On June 15, JGR filed a second amended complaint that was similar to their first, besides stating JGR has intel from one of the Spire employees that Gabehart is participating in and leading competition meetings at Spire, which it believes is a violation of their non-compete agreement.

On June 25, Spire countersued JGR for unjust enrichment, claiming that "JGR breached their trade deal by not releasing a JGR employee selected by Spire from contractual restrictions so that Spire could employ that person, or paying Spire 100,000, within a reasonable time". Gabehart also countersued JGR, claiming that JGR was slow to act on their separation agreement process, including wage withholding, as a form of leverage. Gabehart also claimed that JGR is in violation of numerous laws involving client attorney privileges, when Gabehart turned over his electronic devices, Gabehart says "JGR collected information that exceeded this legal matter". Finally, Gabehart also claims that the only reason he left JGR was because they wanted him to only focus on the No. 54 car and do crew chief roles outside of his role as competition director, even paying from another business, dubbed as Ty Gibbs Racing, LLC.

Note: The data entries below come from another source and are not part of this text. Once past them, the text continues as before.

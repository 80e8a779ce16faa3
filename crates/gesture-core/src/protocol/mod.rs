//! Binary framing understood by the keyboard/mouse bridge.

pub mod mouse;
pub mod packet;

pub use mouse::MouseReport;
pub use packet::{
    checksum, decode_packet, encode_keyboard_packet, encode_mouse_packet, to_hex, BridgePacket,
    PacketError,
};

On July 15, the trial date was moved from January 2027 to February 2027.

On July 29, JGR withdrew the claim that it had intel from one of the Spire employees that Gabehart was participating in and leading competition meetings at Spire. JGR says "it does not possess nonprivileged information sufficient to support the allegations." The courts granted the withdrawal.

On August 26, the courts upheld Gabehart and Spire's countersuits against JGR, but allowed JGR to refile a dismissal at a future date as an option.

On September 17, JGR asked the court to hold Gabehart and Spire in contempt, claiming that the title "Chief Motorsports Officer" and the role of "all things racing" are deceptive and that Spire failed to impose restrictions on Gabehart. JGR also claims that they have testimony that Gabehart attended five at least to twelve at most competition meetings, and Spire only provided video and notes of one meeting.